I went on four international medical missions (as a non-medical volunteer) with a well known organization. They were amazing experiences, but unfortunately, a good number of the medical personnel were rude, arrogant, and just plain cranky and snotty to the locals and the rest of the team who had important, but non medical duties. No offense to any medical people here but that was the case. For example it was not polite for an American nurse to mock and mimic Indian waiters - in a public restaurant - who waggled their heads in a combo nod/shake - that is a cultural thing. Then it was not polite to get said waiters’ attention by snapping your fingers. And it was not a good idea, as one of the plastic surgeons demanded, to leave the two high school female interns at the hotel thousands of miles from their homes because they were not on the bus to the airport on time. Holy moly.
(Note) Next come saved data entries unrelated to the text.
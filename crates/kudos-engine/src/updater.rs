//! ProgressUpdater: applies one activity event to a user's aggregate.
//!
//! ```text
//! Received → Loaded → Computed → Committed → BadgeChecked → Done
//!               ↑                   │
//!               └────── Retry ──────┘  (version conflict, bounded)
//! ```
//!
//! XP, counters, streak, weekly progress and quest fields for the event land in
//! one optimistic commit. Badge evaluation runs afterwards and can only degrade
//! the result, never undo the commit.

use std::fmt;
use std::sync::Arc;

use chrono::{DateTime, Utc};
use kudos_core::config::KudosConfig;
use kudos_core::{
    Activity, ActivityEvent, ActivityOutcome, Clock, KudosError, KudosResult, RecoveryAction,
    UserAggregate,
};
use tracing::{error, trace, warn};

use crate::badges::BadgeEngine;
use crate::quest::{evaluator, lifecycle};
use crate::streak;
use crate::transaction::{Mutation, OptimisticWriter};
use crate::xp::{level_for, stack, BonusBreakdown, XpCalculator};

#[derive(Debug, Clone, Copy, PartialEq, Eq)]
pub enum UpdateState {
    Received,
    Loaded,
    Computed,
    Committed,
    BadgeChecked,
    Done,
    Failed,
}

impl fmt::Display for UpdateState {
    fn fmt(&self, f: &mut fmt::Formatter<'_>) -> fmt::Result {
        let s = match self {
            Self::Received => "received",
            Self::Loaded => "loaded",
            Self::Computed => "computed",
            Self::Committed => "committed",
            Self::BadgeChecked => "badge_checked",
            Self::Done => "done",
            Self::Failed => "failed",
        };
        f.write_str(s)
    }
}

fn transition(user_id: &str, state: UpdateState) {
    trace!(user_id, state = %state, "progress update");
}

/// In-memory effect of one event on one aggregate.
#[derive(Debug, Clone, Copy)]
pub struct EventEffect {
    pub bonus: BonusBreakdown,
    pub leveled_up: bool,
}

/// Apply `activity` to `aggregate`. Pure: safe to re-run after a conflict.
pub fn compute(
    aggregate: &mut UserAggregate,
    activity: &Activity,
    event_course: Option<&str>,
    base_xp: u64,
    occurred_at: DateTime<Utc>,
    now: DateTime<Utc>,
    config: &KudosConfig,
) -> EventEffect {
    let today = config.streak.local_date(occurred_at);

    if aggregate.course_id.is_none() {
        aggregate.course_id = event_course.map(str::to_string);
    }

    // Stale weekly bonus and expired quests are settled before stacking, in
    // case the daily job has not run yet.
    streak::roll_week(&mut aggregate.weekly, &mut aggregate.streak, today);
    lifecycle::expire_if_due(&mut aggregate.week7_quest, today);

    // Only the event's own course counts; the aggregate's course is not a fallback.
    let quest_applies = activity.is_recognized() && aggregate.week7_quest.applies_to(event_course);

    let bonus = stack(
        base_xp,
        aggregate.streak.bonus_active,
        aggregate.streak.bonus_multiplier,
        quest_applies,
    );

    let level_before = aggregate.level;
    aggregate.total_xp = aggregate.total_xp.saturating_add(bonus.xp_awarded);
    let level = level_for(aggregate.total_xp);
    aggregate.level = level.level;
    aggregate.xp_to_next_level = level.xp_to_next_level;

    aggregate.activities.apply(activity);
    streak::record_activity(&mut aggregate.streak, today, &config.streak);
    if let Some(category) = activity.category() {
        streak::record_category(
            &mut aggregate.weekly,
            &mut aggregate.streak,
            category,
            today,
            config.xp.weekly_bonus_multiplier,
        );
    }

    if quest_applies {
        evaluator::apply_event(
            &mut aggregate.week7_quest,
            &aggregate.activities,
            bonus.week7_bonus,
            &config.quest.requirements,
        );
    }

    aggregate.updated_at = now;
    EventEffect {
        bonus,
        leveled_up: aggregate.level > level_before,
    }
}

pub struct ProgressUpdater {
    writer: OptimisticWriter,
    badges: Arc<BadgeEngine>,
    calculator: XpCalculator,
    config: Arc<KudosConfig>,
    clock: Arc<dyn Clock>,
}

impl ProgressUpdater {
    pub fn new(
        writer: OptimisticWriter,
        badges: Arc<BadgeEngine>,
        config: Arc<KudosConfig>,
        clock: Arc<dyn Clock>,
    ) -> Self {
        Self {
            writer,
            badges,
            calculator: XpCalculator::new(config.xp.max_xp_per_activity),
            config,
            clock,
        }
    }

    pub async fn apply(&self, event: ActivityEvent) -> KudosResult<ActivityOutcome> {
        let user_id = event.user_id.as_str();
        transition(user_id, UpdateState::Received);

        if user_id.trim().is_empty() {
            return Err(KudosError::Validation("user_id must be non-empty".into()));
        }
        let (activity, base_xp) =
            self.calculator
                .evaluate(user_id, &event.activity_type, &event.payload)?;

        let now = self.clock.now();
        let result = self
            .writer
            .modify(user_id, true, |agg| {
                transition(user_id, UpdateState::Loaded);
                if !activity.is_recognized() {
                    return Ok(Mutation::Skip(EventEffect {
                        bonus: stack(0, false, 1.0, false),
                        leveled_up: false,
                    }));
                }
                let computed = compute(
                    agg,
                    &activity,
                    event.course_id.as_deref(),
                    base_xp,
                    event.occurred_at,
                    now,
                    &self.config,
                );
                transition(user_id, UpdateState::Computed);
                Ok(Mutation::Write(computed))
            })
            .await;

        let committed = match result {
            Ok(Some(c)) => c,
            Ok(None) => {
                return Err(KudosError::StoreUnavailable {
                    reason: "aggregate vanished during update".into(),
                })
            }
            Err(e) => {
                transition(user_id, UpdateState::Failed);
                warn!(user_id, error = %e, "activity update failed");
                return Err(e);
            }
        };
        if committed.written {
            transition(user_id, UpdateState::Committed);
        }

        let (badges_unlocked, badge_check_degraded) = if committed.written {
            match self.badges.evaluate_and_unlock(&committed.aggregate).await {
                Ok(unlocked) => (unlocked, false),
                Err(e) => {
                    // The commit stands whatever the action; only the log level differs.
                    match RecoveryAction::for_error(&e) {
                        RecoveryAction::Fallback => {
                            warn!(user_id, error = %e, "badge check degraded after commit, no badges this cycle");
                        }
                        action => {
                            error!(user_id, error = %e, %action, "unexpected badge failure after commit");
                        }
                    }
                    (Vec::new(), true)
                }
            }
        } else {
            (Vec::new(), false)
        };
        transition(user_id, UpdateState::BadgeChecked);

        let aggregate = committed.aggregate;
        let effect = committed.value;
        transition(user_id, UpdateState::Done);

        Ok(ActivityOutcome {
            user_id: aggregate.user_id.clone(),
            xp_awarded: effect.bonus.xp_awarded,
            base_xp: effect.bonus.base_xp,
            consistency_bonus: effect.bonus.consistency_bonus,
            week7_bonus: effect.bonus.week7_bonus,
            total_xp: aggregate.total_xp,
            level: aggregate.level,
            leveled_up: effect.leveled_up,
            streak: aggregate.streak,
            quest: aggregate.week7_quest,
            badges_unlocked,
            badge_check_degraded,
        })
    }
}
One thing that impressed me very much was that the teams of 50+ volunteers were led by recent college graduates (4 year - so about 22 years old). They had the job of arranging all the logistics of making hotel reservations, recruiting the team members, arranging the travel for the volunteers who came from all over the world, securing local daily transit for the team, and then, once on site, managing the daily operations of the two week missions which was VERY complex and unpredictable. They had to be travel agents, event planners, dispute mediators, cultural liaisons, and supervisors of a group of adults most of which were 10+ years older than them. I was amazed at how capable those young people were.
I’m too old and decrepit to do that kind of thing these days, but I would recommend it to others who have a sense of adventure and are easy going and tolerant. I felt I made some valuable contributions and aside from the rude medical volunteers, I met many wonderful people, and especially remember the connections I made with the patients. local staff members and random ordinary citizens I had the chance to interact with (I had a mutually beneficial relationship with a 10 year old boy who showed up every day at one of the hospitals I worked at. The patient evaluations were conducted outdoors in this particular place, and no one could figure out who he belonged to or why he was hanging around. But I needed a Coke fix, so I asked him to go to the street to get me a Coke a couple of times a day. First he told me I had to find a bottle, because they wouldn’t sell you a soda if you didn’t bring a bottle. So I asked around and we got one. So he first went and got me a Coke with the bottle - the protocol was that you exchanged the empty with payment for a regular cold bottle of Coke, and then I’d drink the first one, and then give him the bottle and more money to buy his own Coke, and he got to keep the change. He was so sweet! I sent him a care package of sticker books and other fun boy stuff when I got home, but I never heard back from him
).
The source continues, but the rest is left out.